• Articolo Pechino, 11 gennaio 2019
  • Cina, finanziamenti a eolico e solare solo se meno costosi del carbone

  • Il Governo di Pechino ha annunciato nuove restrizioni per i finanziamenti a impianti eolici e solari, ma ha anche aperto a investimenti delle comunità locali

eolico solare

Nuovi standard per gli impianti eolici e solari in Cina. Obiettivo: competere con i costi della produzione fossile

 

(Rinnovabili.it) – Il Governo cinese ha annunciato che non finanzierà nuovi impianti eolici o solari a meno che non siano competitivi con il prezzo dell’energia prodotto dal carbone. L’annuncio del National Development and Reform Commission (NDRC) e della National Energy Administration (NEA) è arrivato il 10 gennaio, appena un mese dopo che un impianto nella città di Golmud era riuscito a immettere sul mercato l’energia prodotta da rinnovabile a un costo inferiore di quella derivata da fonti fossili, 0,316 yuan (circa 4 cent di euro) contro i 0,325 del carbone.

 

La misura si inserisce in una serie di ulteriori condizioni necessarie ai nuovi progetti di produzione di energie rinnovabili per essere approvati di qui fino al2020 e mira a far ripartire il settore dopo che lo scorso anno il Governo di Pechino aveva bruscamente interrotto i sussidi ai progetti di produzione energetica rinnovabile in corso.

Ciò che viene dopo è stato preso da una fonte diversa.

use serde::{Deserialize, Serialize};

use crate::metric::{SnapshotMetric, TokenMetric};

/// One strategy snapshot as served by the subgraph.
///
/// Every numeric field is a decimal string; `timestamp` is in seconds and
/// `timeframe` is the UTC midnight bucket the snapshot belongs to.
#[derive(Debug, Clone, Default, Serialize, Deserialize, PartialEq, Eq)]
#[serde(rename_all = "camelCase")]
pub struct SnapshotRecord {
    pub timestamp: String,
    pub timeframe: String,
    pub strategy_name: String,
    #[serde(rename = "totalMarketValueUSD", default)]
    pub total_market_value_usd: String,
    #[serde(rename = "debtUSD", default)]
    pub debt_usd: String,
    #[serde(rename = "netDebtUSD", default)]
    pub net_debt_usd: String,
    #[serde(rename = "creditUSD", default)]
    pub credit_usd: String,
    #[serde(rename = "principalUSD", default)]
    pub principal_usd: String,
    #[serde(rename = "accruedInterestUSD", default)]
    pub accrued_interest_usd: String,
    #[serde(rename = "benchmarkedEquityUSD", default)]
    pub benchmarked_equity_usd: String,
    #[serde(rename = "nominalEquityUSD", default)]
    pub nominal_equity_usd: String,
    #[serde(default)]
    pub nominal_performance: String,
    #[serde(default)]
    pub benchmark_performance: String,
    #[serde(default)]
    pub strategy_tokens: Vec<TokenBreakdown>,
}

impl SnapshotRecord {
    /// Raw value of `metric` on this snapshot.
    pub fn metric(&self, metric: SnapshotMetric) -> &str {
        match metric {
            SnapshotMetric::TotalMarketValueUsd => &self.total_market_value_usd,
            SnapshotMetric::AccruedInterestUsd => &self.accrued_interest_usd,
            SnapshotMetric::BenchmarkedEquityUsd => &self.benchmarked_equity_usd,
            SnapshotMetric::CreditUsd => &self.credit_usd,
            SnapshotMetric::DebtUsd => &self.debt_usd,
            SnapshotMetric::NetDebtUsd => &self.net_debt_usd,
            SnapshotMetric::PrincipalUsd => &self.principal_usd,
            SnapshotMetric::NominalEquityUsd => &self.nominal_equity_usd,
            SnapshotMetric::NominalPerformance => &self.nominal_performance,
            SnapshotMetric::BenchmarkPerformance => &self.benchmark_performance,
        }
    }

    /// Timestamp as integer seconds, reading only the leading digits.
    pub fn timestamp_secs(&self) -> Option<i64> {
        leading_integer(&self.timestamp)
    }
}

/// Contribution of one underlying asset to the strategy metrics.
#[derive(Debug, Clone, Default, Serialize, Deserialize, PartialEq, Eq)]
pub struct TokenBreakdown {
    pub symbol: String,
    #[serde(rename = "debtUSD", default)]
    pub debt_usd: String,
    #[serde(rename = "creditUSD", default)]
    pub credit_usd: String,
    #[serde(rename = "principalUSD", default)]
    pub principal_usd: String,
    #[serde(rename = "accruedInterestUSD", default)]
    pub accrued_interest_usd: String,
    #[serde(rename = "marketValueUSD", default)]
    pub market_value_usd: String,
}

impl TokenBreakdown {
    pub fn value(&self, metric: TokenMetric) -> &str {
        match metric {
            TokenMetric::DebtUsd => &self.debt_usd,
            TokenMetric::CreditUsd => &self.credit_usd,
            TokenMetric::PrincipalUsd => &self.principal_usd,
            TokenMetric::AccruedInterestUsd => &self.accrued_interest_usd,
            TokenMetric::MarketValueUsd => &self.market_value_usd,
        }
    }
}

/// Integer prefix of `raw` after leading whitespace, with an optional sign.
/// `"1700000000.75"` reads as `1700000000`, `"abc"` as `None`.
pub fn leading_integer(raw: &str) -> Option<i64> {
    let trimmed = raw.trim_start();
    let (negative, digits) = match trimmed.as_bytes().first() {
        Some(b'-') => (true, &trimmed[1..]),
        Some(b'+') => (false, &trimmed[1..]),
        _ => (false, trimmed),
    };
    let end = digits
        .find(|c: char| !c.is_ascii_digit())
        .unwrap_or(digits.len());
    let value: i64 = digits[..end].parse().ok()?;
    Some(if negative { -value } else { value })
}
use serde::Serialize;

/// Number of table pages needed for `total_rows`. Zero when there is nothing
/// to show or no rows fit on a page.
pub fn total_pages(total_rows: u64, rows_per_page: u32) -> u32 {
    if rows_per_page == 0 {
        return 0;
    }
    u32::try_from(total_rows.div_ceil(u64::from(rows_per_page))).unwrap_or(u32::MAX)
}

/// Offset and size of the rows backing one page (1-based).
#[derive(Debug, Clone, Copy, PartialEq, Eq, Serialize)]
pub struct PageWindow {
    pub skip: u64,
    pub first: u32,
}

impl PageWindow {
    pub fn for_page(page: u32, rows_per_page: u32) -> Self {
        Self {
            skip: u64::from(page.saturating_sub(1)) * u64::from(rows_per_page),
            first: rows_per_page,
        }
    }

    pub fn slice<'a, T>(&self, rows: &'a [T]) -> &'a [T] {
        let start = usize::try_from(self.skip).map_or(rows.len(), |skip| skip.min(rows.len()));
        let end = start.saturating_add(self.first as usize).min(rows.len());
        &rows[start..end]
    }
}
use std::collections::BTreeMap;

use serde::Serialize;
use trv_types::TIMESTAMP_KEY;

/// X-axis value of a chart row, before or after normalisation.
#[derive(Debug, Clone, PartialEq, Eq, Serialize)]
#[serde(untagged)]
pub enum RowTimestamp {
    /// Seconds since epoch as delivered by the subgraph
    Text(String),
    Seconds(i64),
    Millis(i64),
}

impl RowTimestamp {
    pub const fn millis(&self) -> Option<i64> {
        match self {
            Self::Millis(ms) => Some(*ms),
            Self::Text(_) | Self::Seconds(_) => None,
        }
    }
}

/// One chart row: the timestamp plus an open set of named values.
///
/// The key set differs between rows (strategies and tokens come and go), so
/// values live in a map and the row serialises flat as
/// `{"timestamp": .., "<key>": <value>, ..}`.
#[derive(Debug, Clone, PartialEq, Serialize)]
pub struct SeriesRow {
    pub timestamp: RowTimestamp,
    #[serde(flatten)]
    pub values: BTreeMap<String, f64>,
}

impl SeriesRow {
    pub const fn new(timestamp: RowTimestamp) -> Self {
        Self {
            timestamp,
            values: BTreeMap::new(),
        }
    }

    pub fn get(&self, key: &str) -> Option<f64> {
        self.values.get(key).copied()
    }

    pub fn keys(&self) -> impl Iterator<Item = &str> {
        self.values
            .keys()
            .map(String::as_str)
            .filter(|key| *key != TIMESTAMP_KEY)
    }

    /// Copy of this row with its timestamp replaced, values untouched.
    #[must_use]
    pub fn with_timestamp(&self, timestamp: RowTimestamp) -> Self {
        Self {
            timestamp,
            values: self.values.clone(),
        }
    }
}

#[cfg(test)]
mod tests {
    use super::*;

    #[test]
    fn test_row_serializes_flat() {
        let mut row = SeriesRow::new(RowTimestamp::Millis(1_000));
        row.values.insert("DAI".to_string(), 12.0);
        row.values.insert("gap".to_string(), f64::NAN);

        let json = serde_json::to_value(&row).unwrap();
        assert_eq!(
            json,
            serde_json::json!({ "timestamp": 1000, "DAI": 12.0, "gap": null })
        );

        let text = SeriesRow::new(RowTimestamp::Text("1700000000".to_string()));
        assert_eq!(
            serde_json::to_value(&text).unwrap(),
            serde_json::json!({ "timestamp": "1700000000" })
        );
    }
}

Un anno record, il 2018, con un incremento di potenza da rinnovabili pari a 53 Gigawatt, costato, però, un debito di quasi 18 miliardi di dollari in sovvenzioni ancora da erogare.

Tra i principali fattori a determinare la crisi, la rete di trasporto e distribuzione che, nel 2017, ha fatto si che il 12% dell’energia prodotta dal solare e il 6% di quella eolica andassero persi.

 

Meno sussidi, ma anche maggiore possibilità per le comunità locali di investire direttamente in progetti che rispettino il principio della competitività con i costi della produzione fossile: “Alcune regioni con ottime risorse naturali e una costante domanda si sono già liberate dei vincoli dei sussidi statali o hanno raggiunto la parità di prezzo con il carbone a livello di rete”, spiegano dal NDRC che, comunque, offrirà supporto per quanto riguarda impianti di distribuzione e trasporto.

 

>>Leggi anche Energie rinnovabili: la Cina verso le prime quote minime obbligatorie<<

 

Il ritiro dell’investimento massiccio governativo, che fino allo scorso maggio ripagava con una quota fissa ogni kWh prodotto, arriva dopo anni in cui i costi di installazione di nuovi impianti sono costantemente andati a calare: risparmi fino al 45% nei costi di costruzione per il solare tra il 2012 e il 2017 e circa il 20% per l’eolico.

Tra le novità della manovra, anche l’introduzione di un sistema di certificati verdi sull’energia prodotta.

 

Buone le reazioni dei produttori: la China Photovoltaic Industry Association ha accolto con favore la manovra che liberalizza, in sostanza, buona parte del mercato e permette di sviluppare nuovi impianti senza dover rispondere a requisiti minimi in termini di quantità ma “solo” in termini di costo finale. “I progetti eolici e solari sovvenzionati dal Governo continueranno a esistere – hanno spiegato le associazioni di produttori – quelli non sussidiati saranno semplicemente una aggiunta”.